Problem requirements:
Answer with only the number of lines below where "full" appears.

Given data:

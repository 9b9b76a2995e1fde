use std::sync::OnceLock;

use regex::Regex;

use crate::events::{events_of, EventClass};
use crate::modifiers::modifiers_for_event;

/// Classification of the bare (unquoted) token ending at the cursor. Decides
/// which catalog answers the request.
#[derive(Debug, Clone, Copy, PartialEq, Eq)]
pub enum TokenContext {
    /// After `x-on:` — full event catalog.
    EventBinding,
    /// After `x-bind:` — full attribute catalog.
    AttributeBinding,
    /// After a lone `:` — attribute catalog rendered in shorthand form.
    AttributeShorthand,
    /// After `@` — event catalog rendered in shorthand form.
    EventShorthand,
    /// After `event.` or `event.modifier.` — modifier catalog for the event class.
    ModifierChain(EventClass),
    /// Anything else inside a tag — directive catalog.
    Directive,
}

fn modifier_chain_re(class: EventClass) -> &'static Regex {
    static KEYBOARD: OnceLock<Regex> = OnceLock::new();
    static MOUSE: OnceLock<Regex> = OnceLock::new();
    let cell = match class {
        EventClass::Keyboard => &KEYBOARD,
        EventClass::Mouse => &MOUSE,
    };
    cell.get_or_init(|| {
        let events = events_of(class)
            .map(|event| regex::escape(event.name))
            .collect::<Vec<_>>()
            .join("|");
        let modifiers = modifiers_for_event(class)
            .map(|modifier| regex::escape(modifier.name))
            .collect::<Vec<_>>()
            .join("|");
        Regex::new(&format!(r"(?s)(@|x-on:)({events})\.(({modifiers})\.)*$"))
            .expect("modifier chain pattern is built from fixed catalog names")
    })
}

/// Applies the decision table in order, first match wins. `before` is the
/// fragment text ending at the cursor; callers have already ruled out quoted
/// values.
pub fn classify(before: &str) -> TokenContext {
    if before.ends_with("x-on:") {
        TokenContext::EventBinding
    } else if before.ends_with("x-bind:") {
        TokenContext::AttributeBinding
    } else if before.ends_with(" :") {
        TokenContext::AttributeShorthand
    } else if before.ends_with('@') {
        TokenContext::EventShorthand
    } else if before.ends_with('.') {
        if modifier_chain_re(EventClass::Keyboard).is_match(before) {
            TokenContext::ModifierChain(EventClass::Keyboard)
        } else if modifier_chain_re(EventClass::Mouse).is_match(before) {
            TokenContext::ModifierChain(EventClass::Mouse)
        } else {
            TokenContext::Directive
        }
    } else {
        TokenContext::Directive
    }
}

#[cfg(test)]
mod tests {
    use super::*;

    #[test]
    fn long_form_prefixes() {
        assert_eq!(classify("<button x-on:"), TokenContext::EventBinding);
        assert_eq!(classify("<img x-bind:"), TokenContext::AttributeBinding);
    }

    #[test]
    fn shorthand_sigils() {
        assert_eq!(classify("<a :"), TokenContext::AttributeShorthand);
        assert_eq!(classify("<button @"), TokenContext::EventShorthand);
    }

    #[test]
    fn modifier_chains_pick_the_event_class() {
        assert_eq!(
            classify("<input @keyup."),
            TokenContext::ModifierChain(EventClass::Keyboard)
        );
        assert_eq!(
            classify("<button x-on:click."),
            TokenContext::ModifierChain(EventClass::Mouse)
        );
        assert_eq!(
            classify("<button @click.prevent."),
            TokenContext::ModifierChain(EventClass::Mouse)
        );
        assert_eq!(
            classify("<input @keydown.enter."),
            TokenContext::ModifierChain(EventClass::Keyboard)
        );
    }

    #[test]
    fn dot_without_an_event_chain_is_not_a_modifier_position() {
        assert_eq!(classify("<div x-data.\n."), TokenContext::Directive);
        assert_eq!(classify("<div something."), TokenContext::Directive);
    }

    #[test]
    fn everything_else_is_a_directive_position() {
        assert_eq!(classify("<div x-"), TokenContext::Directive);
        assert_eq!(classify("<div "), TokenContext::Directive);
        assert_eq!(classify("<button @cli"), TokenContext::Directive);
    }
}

The answer:
2